- [Try it]
Please copy out the records that follow exactly as they stand.

Records from a data source:
+ + +

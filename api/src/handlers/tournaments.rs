//! Tournament handlers
//!
//! Listings are fetched fresh on every request; filters apply afterwards.

use std::str::FromStr;

use axum::{
    extract::{Query, State},
    Json,
};
use serde::Deserialize;

use crate::app::TournamentListing;
use crate::domain::entities::TournamentFilter;
use crate::domain::ports::ProfileRepository;
use crate::error::AppError;
use crate::AppState;

/// Raw filter params; each is optional and validated before fetching
#[derive(Debug, Default, Deserialize)]
pub struct TournamentQuery {
    pub category: Option<String>,
    pub platform: Option<String>,
    pub duration: Option<String>,
    pub status: Option<String>,
    pub q: Option<String>,
}

fn parse_opt<T: FromStr<Err = String>>(raw: Option<&str>) -> Result<Option<T>, AppError> {
    match raw.map(str::trim).filter(|s| !s.is_empty() && *s != "all") {
        Some(s) => s.parse().map(Some).map_err(AppError::BadRequest),
        None => Ok(None),
    }
}

impl TryFrom<TournamentQuery> for TournamentFilter {
    type Error = AppError;

    fn try_from(query: TournamentQuery) -> Result<Self, Self::Error> {
        Ok(TournamentFilter {
            category: parse_opt(query.category.as_deref())?,
            platform: query
                .platform
                .filter(|p| !p.trim().is_empty() && p != "all"),
            duration: parse_opt(query.duration.as_deref())?,
            status: parse_opt(query.status.as_deref())?,
            search: query.q,
        })
    }
}

/// GET /tournaments
pub async fn list_tournaments<R: ProfileRepository + 'static>(
    State(state): State<AppState<R>>,
    Query(query): Query<TournamentQuery>,
) -> Result<Json<TournamentListing>, AppError> {
    let filter = TournamentFilter::try_from(query)?;
    Ok(Json(state.contest_service.list(&filter).await))
}
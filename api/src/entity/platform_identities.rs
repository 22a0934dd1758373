use sea_orm::entity::prelude::*;

#[derive(Clone, Debug, PartialEq, DeriveEntityModel, Eq)]
#[sea_orm(table_name = "platform_identities")]
pub struct Model {
    #[sea_orm(primary_key, auto_increment = false)]
    pub user_id: Uuid,
    #[sea_orm(primary_key, auto_increment = false)]
    pub platform: String,
    pub external_username: String,
    pub updated_at: DateTimeWithTimeZone,
}

#[derive(Copy, Clone, Debug, EnumIter, DeriveRelation)]
pub enum Relation {
    #[sea_orm(
        belongs_to = "super::profiles::Entity",
        from = "Column::UserId",
        to = "super::profiles::Column::Id",
        on_update = "NoAction",
        on_delete = "Cascade"
    )]
    Profiles,
}

impl Related<super::profiles::Entity> for Entity {
    fn to() -> RelationDef {
        Relation::Profiles.def()
    }
}

impl ActiveModelBehavior for ActiveModel {}
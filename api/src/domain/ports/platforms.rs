//! Judge platform port traits
//!
//! Defines the interfaces for pulling user stats from coding judges and contest
//! listings from contest aggregators.

use async_trait::async_trait;

use crate::domain::entities::{FetchedStats, Platform, Tournament};
use crate::error::{ContestError, PlatformError};

/// Client for one judge platform
#[async_trait]
pub trait PlatformAdapter: Send + Sync {
    /// Platform this adapter serves
    fn platform(&self) -> Platform;

    /// Fetch and normalize stats for an external username.
    ///
    /// Makes a single attempt; the caller decides whether to retry.
    async fn fetch_stats(&self, username: &str) -> Result<FetchedStats, PlatformError>;
}

/// Upstream contest listing
#[async_trait]
pub trait ContestSource: Send + Sync {
    /// Short name used in logs and configuration
    fn name(&self) -> &str;

    /// Fetch contests normalized to tournaments, in upstream order
    async fn fetch_contests(&self) -> Result<Vec<Tournament>, ContestError>;
}
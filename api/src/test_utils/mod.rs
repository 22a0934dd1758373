//! Test utilities
//!
//! Manual mock implementations and test fixtures for unit testing.
//!
//! Why manual mocks instead of mockall?
//! - mockall has lifetime issues with traits containing `&str` parameters
//! - Manual mocks are more explicit and easier to debug
//! - We control exactly what they return without macro magic
//!
//! Adapter tests talk HTTP to a stub axum server instead of mocking reqwest.

pub mod fixtures;
pub mod mocks;
pub mod stub_server;

pub use fixtures::*;
pub use mocks::*;
pub use stub_server::spawn_stub;
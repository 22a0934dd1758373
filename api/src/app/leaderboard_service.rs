//! Leaderboard service
//!
//! Ranks profiles by total solved count with competition ranking: tied totals
//! share a placement and the next placement skips ahead (1, 2, 2, 4).

use std::sync::Arc;

use serde::Serialize;

use crate::domain::entities::{ProfileSummary, UserId};
use crate::domain::ports::ProfileRepository;
use crate::error::AppError;

#[derive(Debug, Clone, PartialEq, Serialize)]
pub struct LeaderboardEntry {
    pub placement: i32,
    pub user_id: UserId,
    pub username: String,
    pub total_solved: i64,
}

pub struct LeaderboardService<PR>
where
    PR: ProfileRepository,
{
    profiles: Arc<PR>,
}

impl<PR> LeaderboardService<PR>
where
    PR: ProfileRepository,
{
    pub fn new(profiles: Arc<PR>) -> Self {
        Self { profiles }
    }

    /// Top `limit` entries
    pub async fn standings(&self, limit: usize) -> Result<Vec<LeaderboardEntry>, AppError> {
        let standings = self.profiles.list_standings().await?;
        Ok(rank(&standings).into_iter().take(limit).collect())
    }

    /// Recompute every placement and persist the ones that changed.
    /// Returns the number of profiles updated.
    pub async fn refresh_placements(&self) -> Result<usize, AppError> {
        let standings = self.profiles.list_standings().await?;
        let mut updated = 0;

        for (summary, entry) in standings.iter().zip(rank(&standings)) {
            if summary.rank_placement != Some(entry.placement) {
                self.profiles
                    .update_rank_placement(&summary.id, entry.placement)
                    .await?;
                updated += 1;
            }
        }

        tracing::debug!(profiles = standings.len(), updated, "Refreshed leaderboard placements");
        Ok(updated)
    }
}

/// Assign placements to standings already sorted by total descending
fn rank(standings: &[ProfileSummary]) -> Vec<LeaderboardEntry> {
    let mut entries: Vec<LeaderboardEntry> = Vec::with_capacity(standings.len());

    for (i, summary) in standings.iter().enumerate() {
        let placement = match entries.last() {
            Some(prev) if prev.total_solved == summary.total_solved => prev.placement,
            _ => i as i32 + 1,
        };
        entries.push(LeaderboardEntry {
            placement,
            user_id: summary.id,
            username: summary.username.clone(),
            total_solved: summary.total_solved,
        });
    }

    entries
}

+ + +

- [Finished exercise]
filename api/src/handlers/tournaments.rs
//! Tournament handlers
//!
//! Listings are fetched fresh on every request; filters apply afterwards.

use std::str::FromStr;

use axum::{
    extract::{Query, State},
    Json,
};
use serde::Deserialize;

use crate::app::TournamentListing;
use crate::domain::entities::TournamentFilter;
use crate::domain::ports::ProfileRepository;
use crate::error::AppError;
use crate::AppState;

/// Raw filter params; each is optional and validated before fetching
#[derive(Debug, Default, Deserialize)]
pub struct TournamentQuery {
    pub category: Option<String>,
    pub platform: Option<String>,
    pub duration: Option<String>,
    pub status: Option<String>,
    pub q: Option<String>,
}

fn parse_opt<T: FromStr<Err = String>>(raw: Option<&str>) -> Result<Option<T>, AppError> {
    match raw.map(str::trim).filter(|s| !s.is_empty() && *s != "all") {
        Some(s) => s.parse().map(Some).map_err(AppError::BadRequest),
        None => Ok(None),
    }
}

impl TryFrom<TournamentQuery> for TournamentFilter {
    type Error = AppError;

    fn try_from(query: TournamentQuery) -> Result<Self, Self::Error> {
        Ok(TournamentFilter {
            category: parse_opt(query.category.as_deref())?,
            platform: query
                .platform
                .filter(|p| !p.trim().is_empty() && p != "all"),
            duration: parse_opt(query.duration.as_deref())?,
            status: parse_opt(query.status.as_deref())?,
            search: query.q,
        })
    }
}

/// GET /tournaments
pub async fn list_tournaments<R: ProfileRepository + 'static>(
    State(state): State<AppState<R>>,
    Query(query): Query<TournamentQuery>,
) -> Result<Json<TournamentListing>, AppError> {
    let filter = TournamentFilter::try_from(query)?;
    Ok(Json(state.contest_service.list(&filter).await))
}
filename api/src/entity/platform_identities.rs
repository 22a0934dd1758373
use sea_orm::entity::prelude::*;

#[derive(Clone, Debug, PartialEq, DeriveEntityModel, Eq)]
#[sea_orm(table_name = "platform_identities")]
pub struct Model {
    #[sea_orm(primary_key, auto_increment = false)]
    pub user_id: Uuid,
    #[sea_orm(primary_key, auto_increment = false)]
    pub platform: String,
    pub external_username: String,
    pub updated_at: DateTimeWithTimeZone,
}

#[derive(Copy, Clone, Debug, EnumIter, DeriveRelation)]
pub enum Relation {
    #[sea_orm(
        belongs_to = "super::profiles::Entity",
        from = "Column::UserId",
        to = "super::profiles::Column::Id",
        on_update = "NoAction",
        on_delete = "Cascade"
    )]
    Profiles,
}

impl Related<super::profiles::Entity> for Entity {
    fn to() -> RelationDef {
        Relation::Profiles.def()
    }
}

impl ActiveModelBehavior for ActiveModel {}
filename api/src/domain/ports/platforms.rs
//! Judge platform port traits
//!
//! Defines the interfaces for pulling user stats from coding judges and contest
//! listings from contest aggregators.

use async_trait::async_trait;

use crate::domain::entities::{FetchedStats, Platform, Tournament};
use crate::error::{ContestError, PlatformError};

/// Client for one judge platform
#[async_trait]
pub trait PlatformAdapter: Send + Sync {
    /// Platform this adapter serves
    fn platform(&self) -> Platform;

    /// Fetch and normalize stats for an external username.
    ///
    /// Makes a single attempt; the caller decides whether to retry.
    async fn fetch_stats(&self, username: &str) -> Result<FetchedStats, PlatformError>;
}

/// Upstream contest listing
#[async_trait]
pub trait ContestSource: Send + Sync {
    /// Short name used in logs and configuration
    fn name(&self) -> &str;

    /// Fetch contests normalized to tournaments, in upstream order
    async fn fetch_contests(&self) -> Result<Vec<Tournament>, ContestError>;
}
filename api/src/test_utils/mod.rs
repository 22a0934dd1758373
//! Test utilities
//!
//! Manual mock implementations and test fixtures for unit testing.
//!
//! Why manual mocks instead of mockall?
//! - mockall has lifetime issues with traits containing `&str` parameters
//! - Manual mocks are more explicit and easier to debug
//! - We control exactly what they return without macro magic
//!
//! Adapter tests talk HTTP to a stub axum server instead of mocking reqwest.

pub mod fixtures;
pub mod mocks;
pub mod stub_server;

pub use fixtures::*;
pub use mocks::*;
pub use stub_server::spawn_stub;
repository 22a0934dd1758373
filename api/src/app/leaderboard_service.rs
//! Leaderboard service
//!
//! Ranks profiles by total solved count with competition ranking: tied totals
//! share a placement and the next placement skips ahead (1, 2, 2, 4).

use std::sync::Arc;

use serde::Serialize;

use crate::domain::entities::{ProfileSummary, UserId};
use crate::domain::ports::ProfileRepository;
use crate::error::AppError;

#[derive(Debug, Clone, PartialEq, Serialize)]
pub struct LeaderboardEntry {
    pub placement: i32,
    pub user_id: UserId,
    pub username: String,
    pub total_solved: i64,
}

pub struct LeaderboardService<PR>
where
    PR: ProfileRepository,
{
    profiles: Arc<PR>,
}

impl<PR> LeaderboardService<PR>
where
    PR: ProfileRepository,
{
    pub fn new(profiles: Arc<PR>) -> Self {
        Self { profiles }
    }

    /// Top `limit` entries
    pub async fn standings(&self, limit: usize) -> Result<Vec<LeaderboardEntry>, AppError> {
        let standings = self.profiles.list_standings().await?;
        Ok(rank(&standings).into_iter().take(limit).collect())
    }

    /// Recompute every placement and persist the ones that changed.
    /// Returns the number of profiles updated.
    pub async fn refresh_placements(&self) -> Result<usize, AppError> {
        let standings = self.profiles.list_standings().await?;
        let mut updated = 0;

        for (summary, entry) in standings.iter().zip(rank(&standings)) {
            if summary.rank_placement != Some(entry.placement) {
                self.profiles
                    .update_rank_placement(&summary.id, entry.placement)
                    .await?;
                updated += 1;
            }
        }

        tracing::debug!(profiles = standings.len(), updated, "Refreshed leaderboard placements");
        Ok(updated)
    }
}

/// Assign placements to standings already sorted by total descending
fn rank(standings: &[ProfileSummary]) -> Vec<LeaderboardEntry> {
    let mut entries: Vec<LeaderboardEntry> = Vec::with_capacity(standings.len());

    for (i, summary) in standings.iter().enumerate() {
        let placement = match entries.last() {
            Some(prev) if prev.total_solved == summary.total_solved => prev.placement,
            _ => i as i32 + 1,
        };
        entries.push(LeaderboardEntry {
            placement,
            user_id: summary.id,
            username: summary.username.clone(),
            total_solved: summary.total_solved,
        });
    }

    entries
}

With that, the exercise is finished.